2018 Fiscal Year Research-status Report
共有資源の配分問題におけるメカニズムデザイン:理論と実験
Project/Area Number |
18K12744
|
Research Institution | Hokusei Gakuen University |
Principal Investigator |
山邑 紘史 北星学園大学, 経済学部, 講師 (00610297)
|
Project Period (FY) |
2018-04-01 – 2022-03-31
|
Keywords | 共有資源 / 単谷型選好 / 二択メカニズム / ナッシュ遂行 / ポテンシャルゲーム |
Outline of Annual Research Achievements |
複数人が利用権を共有している共有地において、利用者が自由に資源を利用できるとき、資源は乱獲され枯渇していくことが「共有地の悲劇」として知られている。共有地の悲劇を防ぐべく、限りある資源を効率的かつ公平に配分するためには、利用者の属性に基づいて資源を配分する仕組み(配分メカニズム)を構築する必要がある。 本年度は、利用者の資源利用技術が規模に関して収穫逓増であるなどの理由で、利用者が配分される資源量に対して単谷型選好を有する状況における理論研究を中心に行った。

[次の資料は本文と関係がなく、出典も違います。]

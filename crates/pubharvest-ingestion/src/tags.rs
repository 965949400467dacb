//! Keyword/tag suggestion facility.
//!
//! The pipeline only needs "text in, ranked phrases out"; the default
//! implementation is a deterministic n-gram scorer so suggestions are stable
//! across re-runs of the same record.

use std::collections::{HashMap, HashSet};

use lazy_static::lazy_static;

pub trait TagSuggester: Send + Sync {
    /// Up to `top_k` ranked phrases, most relevant first.
    fn suggest(&self, text: &str, top_k: usize) -> Vec<String>;
}

lazy_static! {
    static ref STOPWORDS: HashSet<&'static str> = [
        "a", "an", "and", "are", "as", "at", "be", "been", "but", "by",
        "for", "from", "has", "have", "in", "into", "is", "it", "its",
        "may", "more", "no", "not", "of", "on", "or", "our", "than",
        "that", "the", "their", "there", "these", "this", "those", "to",
        "was", "we", "were", "which", "while", "with", "who", "after",
        "among", "between", "during", "using", "versus", "via",
    ]
    .into_iter()
    .collect();
}

fn is_stopword(token: &str) -> bool {
    STOPWORDS.contains(token)
}

const MAX_NGRAM: usize = 3;

/// Frequency × phrase-length scorer over stopword-free word runs.
pub struct NgramSuggester;

impl NgramSuggester {
    pub fn new() -> Self {
        Self
    }
}

impl Default for NgramSuggester {
    fn default() -> Self {
        Self::new()
    }
}

impl TagSuggester for NgramSuggester {
    fn suggest(&self, text: &str, top_k: usize) -> Vec<String> {
        if text.is_empty() || top_k == 0 {
            return Vec::new();
        }

        // Runs of consecutive content tokens; stopwords, numbers, and short
        // tokens break a run so phrases never span them.
        let mut runs: Vec<Vec<String>> = vec![Vec::new()];
        for raw in text.split(|c: char| !c.is_alphanumeric() && c != '-') {
            let token = raw.trim_matches('-').to_lowercase();
            let content = token.len() >= 3
                && !is_stopword(&token)
                && !token.chars().all(|c| c.is_ascii_digit());
            if content {
                runs.last_mut().unwrap().push(token);
            } else if !runs.last().unwrap().is_empty() {
                runs.push(Vec::new());
            }
        }

        // phrase → (count, first position)
        let mut candidates: HashMap<String, (usize, usize)> = HashMap::new();
        let mut position = 0usize;
        for run in &runs {
            for start in 0..run.len() {
                for n in 1..=MAX_NGRAM.min(run.len() - start) {
                    let phrase = run[start..start + n].join(" ");
                    let entry = candidates.entry(phrase).or_insert((0, position));
                    entry.0 += 1;
                }
                position += 1;
            }
        }

        let mut ranked: Vec<(String, usize, usize)> = candidates
            .into_iter()
            .map(|(phrase, (count, first))| {
                let words = phrase.split(' ').count();
                (phrase, count * words, first)
            })
            .collect();
        ranked.sort_by(|a, b| b.1.cmp(&a.1).then(a.2.cmp(&b.2)).then(a.0.cmp(&b.0)));

        ranked.into_iter().take(top_k).map(|(p, _, _)| p).collect()
    }
}
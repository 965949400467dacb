//! PDF acquisition chain.
//!
//! Ordered, short-circuiting strategy for one record:
//!   1. resolve the secondary identifier via the open-access service,
//!   2. stream a direct PDF link (content-type gated), or
//!   3. unpack the archive bundle in memory and take its first `.pdf` member.
//!
//! Downloads land in a temp file first and are atomically promoted, so a
//! crash mid-stream never leaves a half-written file at the canonical path.
//! The same resolution also classifies the record's access tier (the lookup,
//! not the download, is the source of truth).

use std::io::Read;
use std::io::Write;
use std::path::{Path, PathBuf};
use std::sync::Arc;

use flate2::read::GzDecoder;
use tempfile::NamedTempFile;
use tracing::{debug, info, warn};

use pubharvest_common::net::GuardedClient;
use pubharvest_common::records::{AccessTier, ArticleRecord};
use pubharvest_common::{HarvestError, Result};

use crate::models::AcquisitionOutcome;
use crate::sources::{OaLocation, OpenAccessResolver};

/// Character budget for a PDF file name before the `.pdf` suffix, keeping
/// full paths under the ceiling of constrained filesystems.
const FILENAME_BUDGET: usize = 140;

/// Strip characters that are not letters, digits, spaces, underscores, or
/// hyphens, then collapse whitespace.
pub fn sanitize_filename(s: &str) -> String {
    let filtered: String = s
        .chars()
        .filter(|c| c.is_ascii_alphanumeric() || matches!(c, '_' | '-' | ' '))
        .collect();
    filtered.split_whitespace().collect::<Vec<_>>().join(" ")
}

/// Filesystem-safe `.pdf` name derived from an updated title, truncated to
/// the filename budget.
pub fn pdf_file_name(updated_title: &str) -> String {
    let mut name = sanitize_filename(updated_title);
    if name.chars().count() > FILENAME_BUDGET {
        name = name.chars().take(FILENAME_BUDGET).collect();
    }
    format!("{name}.pdf")
}

/// Outcome of one acquisition attempt, with the access tier the open-access
/// lookup implied.
#[derive(Debug, Clone)]
pub struct Acquisition {
    pub access: AccessTier,
    pub outcome: AcquisitionOutcome,
}

pub struct AcquisitionChain {
    client: GuardedClient,
    resolver: Arc<dyn OpenAccessResolver>,
    pdf_dir: PathBuf,
}

impl AcquisitionChain {
    pub fn new(
        client: GuardedClient,
        resolver: Arc<dyn OpenAccessResolver>,
        pdf_dir: impl Into<PathBuf>,
    ) -> Self {
        Self {
            client,
            resolver,
            pdf_dir: pdf_dir.into(),
        }
    }

    pub fn pdf_dir(&self) -> &Path {
        &self.pdf_dir
    }

    /// Try to obtain a PDF for `record` under `file_name`.
    ///
    /// Never fails: every network or decode problem collapses into the
    /// `NotDownloaded` sentinel, while a record with no usable secondary
    /// identifier (or one outside the open-access subset) is `NotAvailable`.
    pub async fn acquire(&self, record: &ArticleRecord, file_name: &str) -> Acquisition {
        let Some(pmcid) = record.pmcid.as_deref() else {
            debug!(pubmed_id = %record.pubmed_id, "No secondary identifier, PDF not available");
            return Acquisition {
                access: AccessTier::Paid,
                outcome: AcquisitionOutcome::NotAvailable,
            };
        };

        match self.resolver.resolve(pmcid).await {
            Ok(Some(location)) => {
                let outcome = match self.download(&location, file_name).await {
                    Ok(path) => {
                        info!(pubmed_id = %record.pubmed_id, path = %path.display(), "PDF saved");
                        AcquisitionOutcome::Saved(path)
                    }
                    Err(e) => {
                        warn!(pubmed_id = %record.pubmed_id, error = %e, "PDF download failed");
                        AcquisitionOutcome::NotDownloaded
                    }
                };
                Acquisition {
                    access: AccessTier::Free,
                    outcome,
                }
            }
            Ok(None) => Acquisition {
                access: AccessTier::Paid,
                outcome: AcquisitionOutcome::NotAvailable,
            },
            Err(e) => {
                warn!(pubmed_id = %record.pubmed_id, error = %e, "Open-access lookup failed");
                Acquisition {
                    access: AccessTier::Paid,
                    outcome: AcquisitionOutcome::NotDownloaded,
                }
            }
        }
    }

    /// Access tier from the open-access lookup alone, for records whose PDF
    /// is reused from disk and therefore skip [`Self::acquire`].
    pub async fn classify(&self, record: &ArticleRecord) -> AccessTier {
        let Some(pmcid) = record.pmcid.as_deref() else {
            return AccessTier::Paid;
        };
        match self.resolver.resolve(pmcid).await {
            Ok(Some(_)) => AccessTier::Free,
            Ok(None) => AccessTier::Paid,
            Err(e) => {
                warn!(pubmed_id = %record.pubmed_id, error = %e, "Open-access lookup failed");
                AccessTier::Paid
            }
        }
    }

    async fn download(&self, location: &OaLocation, file_name: &str) -> Result<PathBuf> {
        match location {
            OaLocation::DirectPdf(url) => self.download_direct(url, file_name).await,
            OaLocation::Archive(url) => self.download_archive(url, file_name).await,
        }
    }

    async fn download_direct(&self, url: &str, file_name: &str) -> Result<PathBuf> {
        let response = self.client.get(url)?.send().await?.error_for_status()?;

        let content_type = response
            .headers()
            .get(reqwest::header::CONTENT_TYPE)
            .and_then(|v| v.to_str().ok())
            .unwrap_or("")
            .to_string();
        if !content_type.starts_with("application/pdf") {
            return Err(HarvestError::Other(anyhow::anyhow!(
                "direct link did not return a PDF (content-type: {content_type})"
            )));
        }

        let bytes = response.bytes().await?;
        self.promote(&bytes, file_name)
    }

    async fn download_archive(&self, url: &str, file_name: &str) -> Result<PathBuf> {
        let bytes = self.client.get(url)?.send().await?.error_for_status()?.bytes().await?;

        let member = tokio::task::spawn_blocking(move || extract_first_pdf(&bytes))
            .await
            .map_err(|e| HarvestError::Other(anyhow::Error::from(e)))??;

        match member {
            Some(pdf_bytes) => self.promote(&pdf_bytes, file_name),
            None => Err(HarvestError::Other(anyhow::anyhow!(
                "archive contained no .pdf member"
            ))),
        }
    }

    /// Write bytes to a temp file in the target directory, then atomically
    /// promote to the canonical path.
    fn promote(&self, bytes: &[u8], file_name: &str) -> Result<PathBuf> {
        std::fs::create_dir_all(&self.pdf_dir)?;
        let mut tmp = NamedTempFile::new_in(&self.pdf_dir)?;
        tmp.write_all(bytes)?;
        let dest = self.pdf_dir.join(file_name);
        tmp.persist(&dest)
            .map_err(|e| HarvestError::Io(e.error))?;
        Ok(dest)
    }
}

/// First `.pdf` member of a gzip-compressed tar archive, if any.
fn extract_first_pdf(bytes: &[u8]) -> Result<Option<Vec<u8>>> {
    let decoder = GzDecoder::new(bytes);
    let mut archive = tar::Archive::new(decoder);
    for entry in archive.entries()? {
        let mut entry = entry?;
        let is_pdf = entry
            .path()
            .map(|p| p.to_string_lossy().to_lowercase().ends_with(".pdf"))
            .unwrap_or(false);
        if is_pdf {
            let mut buf = Vec::new();
            entry.read_to_end(&mut buf)?;
            return Ok(Some(buf));
        }
    }
    Ok(None)
}
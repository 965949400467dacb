//! End-of-run batch writers.
//!
//! Both writers run exactly once per run, after the keyword sweep has fully
//! drained: the citation writer chunks paid-access citations into ≤50-entry
//! text files, the export writer emits one 16-column CSV of every processed
//! record. Existing files are never overwritten.

use std::path::PathBuf;

use serde::Serialize;
use tracing::info;

use pubharvest_common::records::ArticleRecord;
use pubharvest_common::{HarvestError, Result};

pub const CITATIONS_PER_FILE: usize = 50;

/// Citation string for a record:
/// ```text
/// Title
/// Journal. PublicationDate;Volume(Issue):Pages
/// doi: DOI
/// ```
pub fn generate_citation(record: &ArticleRecord) -> String {
    let mut vol_issue_pages = String::new();
    if !record.volume.is_empty() || !record.issue.is_empty() || !record.pages.is_empty() {
        vol_issue_pages.push_str(&record.volume);
        if !record.issue.is_empty() {
            vol_issue_pages.push_str(&format!("({})", record.issue));
        }
        if !record.pages.is_empty() {
            vol_issue_pages.push_str(&format!(":{}", record.pages));
        }
    }

    format!(
        "{}\n{}. {};{}\ndoi: {}",
        record.title, record.journal, record.publication_date, vol_issue_pages, record.doi
    )
}

/// Writes citations in fixed-size chunks to timestamped files, never
/// overwriting: on a name collision a numeric suffix is appended until a
/// free name is found.
pub struct CitationWriter {
    dir: PathBuf,
}

impl CitationWriter {
    pub fn new(dir: impl Into<PathBuf>) -> Self {
        Self { dir: dir.into() }
    }

    pub fn write_all(&self, citations: &[String], stamp: &str) -> Result<Vec<PathBuf>> {
        if citations.is_empty() {
            return Ok(Vec::new());
        }
        std::fs::create_dir_all(&self.dir)?;

        let mut written = Vec::new();
        for (index, chunk) in citations.chunks(CITATIONS_PER_FILE).enumerate() {
            let chunk_no = index + 1;
            let mut path = self.dir.join(format!("citations_{stamp}_{chunk_no}.txt"));
            let mut counter = 1;
            while path.exists() {
                path = self
                    .dir
                    .join(format!("citations_{stamp}_{chunk_no}_{counter}.txt"));
                counter += 1;
            }
            std::fs::write(&path, chunk.join("\n\n"))?;
            info!(n = chunk.len(), path = %path.display(), "Citations saved");
            written.push(path);
        }
        Ok(written)
    }
}

/// Fixed 16-column projection of a processed record. Field order is the
/// export file's column order; missing values render as empty strings.
#[derive(Debug, Serialize)]
struct ExportRow {
    pubmed_id: String,
    title: String,
    #[serde(rename = "abstract")]
    abstract_text: String,
    authors: String,
    journal: String,
    publication_date: String,
    doi: String,
    fulltext_link: String,
    pmcid: String,
    access: String,
    updated_title: String,
    pdf_file: String,
    suggested_tags: String,
    webscraped_date: String,
    status: String,
    keywords: String,
}

impl From<&ArticleRecord> for ExportRow {
    fn from(record: &ArticleRecord) -> Self {
        Self {
            pubmed_id: record.pubmed_id.clone(),
            title: record.title.clone(),
            abstract_text: record.abstract_text.clone(),
            authors: record.authors.join(", "),
            journal: record.journal.clone(),
            publication_date: record.publication_date.clone(),
            doi: record.doi.clone(),
            fulltext_link: record.fulltext_link.clone(),
            pmcid: record.pmcid.clone().unwrap_or_default(),
            access: record.access.as_str().to_string(),
            updated_title: record.updated_title.clone(),
            pdf_file: record.pdf_file.wire(),
            suggested_tags: record.suggested_tags.join(", "),
            webscraped_date: record.ingested_date.clone(),
            status: record.review_status.as_str().to_string(),
            keywords: record.keywords.join(", "),
        }
    }
}

/// One tabular file per run with every processed record; nothing is written
/// for a run that processed zero records.
pub struct ExportWriter {
    dir: PathBuf,
}

impl ExportWriter {
    pub fn new(dir: impl Into<PathBuf>) -> Self {
        Self { dir: dir.into() }
    }

    pub fn write(&self, records: &[ArticleRecord], stamp: &str) -> Result<Option<PathBuf>> {
        if records.is_empty() {
            info!("Nothing new to export this run");
            return Ok(None);
        }
        std::fs::create_dir_all(&self.dir)?;

        let path = self.dir.join(format!("scraped_articles_{stamp}.csv"));
        let mut writer = csv::Writer::from_path(&path)
            .map_err(|e| HarvestError::Other(e.into()))?;
        for record in records {
            writer
                .serialize(ExportRow::from(record))
                .map_err(|e| HarvestError::Other(e.into()))?;
        }
        writer
            .flush()
            .map_err(HarvestError::Io)?;

        info!(n = records.len(), path = %path.display(), "Export written");
        Ok(Some(path))
    }
}

/// Shared artifact timestamp for one run.
pub fn run_stamp(now: chrono::DateTime<chrono::Local>) -> String {
    now.format("%Y%m%d_%H%M%S").to_string()
}

#[cfg(test)]
mod tests {
    use super::*;
    use pubharvest_common::records::{AccessTier, PdfArtifact};

    fn record() -> ArticleRecord {
        ArticleRecord {
            pubmed_id: "31415".to_string(),
            title: "Valve outcomes at five years".to_string(),
            journal: "Eur Heart J".to_string(),
            publication_date: "2020-05-01".to_string(),
            volume: "41".to_string(),
            issue: "18".to_string(),
            pages: "1723-1731".to_string(),
            doi: "10.1093/eurheartj/ehaa123".to_string(),
            authors: vec!["Maria Rossi".to_string(), "Tom Baker".to_string()],
            access: AccessTier::Paid,
            pdf_file: PdfArtifact::NotAvailable,
            ingested_date: "2020-06-01".to_string(),
            ..Default::default()
        }
    }

    #[test]
    fn citation_format_matches_contract() {
        assert_eq!(
            generate_citation(&record()),
            "Valve outcomes at five years\nEur Heart J. 2020-05-01;41(18):1723-1731\ndoi: 10.1093/eurheartj/ehaa123"
        );
    }

    #[test]
    fn citation_omits_empty_volume_issue_pages() {
        let mut rec = record();
        rec.volume.clear();
        rec.issue.clear();
        rec.pages.clear();
        assert_eq!(
            generate_citation(&rec),
            "Valve outcomes at five years\nEur Heart J. 2020-05-01;\ndoi: 10.1093/eurheartj/ehaa123"
        );
    }

    #[test]
    fn chunks_citations_at_fifty_per_file() {
        let dir = tempfile::tempdir().unwrap();
        let writer = CitationWriter::new(dir.path());
        let citations: Vec<String> = (0..120).map(|i| format!("citation {i}")).collect();

        let files = writer.write_all(&citations, "20240101_090000").unwrap();
        assert_eq!(files.len(), 3);

        let sizes: Vec<usize> = files
            .iter()
            .map(|f| {
                std::fs::read_to_string(f)
                    .unwrap()
                    .split("\n\n")
                    .count()
            })
            .collect();
        assert_eq!(sizes, vec![50, 50, 20]);
    }

    #[test]
    fn never_overwrites_existing_files() {
        let dir = tempfile::tempdir().unwrap();
        let existing = dir.path().join("citations_20240101_090000_1.txt");
        std::fs::write(&existing, "already here").unwrap();

        let writer = CitationWriter::new(dir.path());
        let files = writer
            .write_all(&["fresh citation".to_string()], "20240101_090000")
            .unwrap();

        assert_eq!(files.len(), 1);
        assert_eq!(
            files[0],
            dir.path().join("citations_20240101_090000_1_1.txt")
        );
        assert_eq!(std::fs::read_to_string(&existing).unwrap(), "already here");
    }

    #[test]
    fn no_citations_writes_nothing() {
        let dir = tempfile::tempdir().unwrap();
        let writer = CitationWriter::new(dir.path());
        assert!(writer.write_all(&[], "20240101_090000").unwrap().is_empty());
        assert_eq!(std::fs::read_dir(dir.path()).unwrap().count(), 0);
    }

    #[test]
    fn export_writes_sixteen_column_header() {
        let dir = tempfile::tempdir().unwrap();
        let writer = ExportWriter::new(dir.path());
        let path = writer.write(&[record()], "20240101_090000").unwrap().unwrap();

        let content = std::fs::read_to_string(&path).unwrap();
        let header = content.lines().next().unwrap();
        assert_eq!(
            header,
            "pubmed_id,title,abstract,authors,journal,publication_date,doi,\
             fulltext_link,pmcid,access,updated_title,pdf_file,suggested_tags,\
             webscraped_date,status,keywords"
        );
        assert_eq!(header.split(',').count(), 16);
        assert_eq!(content.lines().count(), 2);
        assert!(content.contains("Maria Rossi, Tom Baker"));
    }

    #[test]
    fn empty_export_writes_no_file() {
        let dir = tempfile::tempdir().unwrap();
        let writer = ExportWriter::new(dir.path());
        assert!(writer.write(&[], "20240101_090000").unwrap().is_none());
        assert_eq!(std::fs::read_dir(dir.path()).unwrap().count(), 0);
    }
}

先行研究を通じて、耐戦略性とパレート効率性とを要求する限り、匿名性や個人合理性などの公平性原理を充足する配分メカニズムの構築が原理的に不可能であることがわかっている。そこで、耐戦略性を諦める代わりに、ナッシュ均衡において効率的かつ公平な配分を遂行するようなメカニズムを設計することを目指した。 本年度の研究成果として、資源を「必要とする」か「必要としない」かのみを表明し、「必要とする」と表明した利用者間で資源を等分する、というシンプルな配分メカニズム(以下では「二択メカニズム」と呼称する)を考案し、その性能を分析した。その結果、①二択メカニズムのナッシュ均衡配分が弱パレート効率的であること、②二択メカニズムのナッシュ均衡配分が、匿名性・個人合理性・等分コアなど、複数の公平性の基準を充足していること、③二択メカニズムのナッシュ均衡が動学的に安定であること、が明らかとなった。
|
Current Status of Research Progress |
Current Status of Research Progress
2: Research has progressed on the whole more than it was originally planned.
Reason
利用者が単谷型選好を有している状況において、先行研究において示された不可能性を踏まえた上で、代替案として単純で自然なメカニズムを構築し、その性能を調査することができた。これらの成果をディスカッションペーパーとしてまとめた。
|
Strategy for Future Research Activity |
利用者が単谷型選好を有している状況下の共有資源の配分問題において、二択メカニズムの性質を分析した理論研究について、国際ジャーナルへの公刊を目指す。 また、現実において二択メカニズムが理論予測通りに機能するかどうかを、経済実験を通じて調査したい。そのために、まずは二択メカニズムに関する経済実験の計画を策定し、可能であれば今年度中に実験を実施したい。
|
Causes of Carryover |
2019年度より所属研究機関の異動があり、3月に予定していた研究出張をキャンセルしたため。 キャンセルした研究出張を、2019年度中に実施する予定である。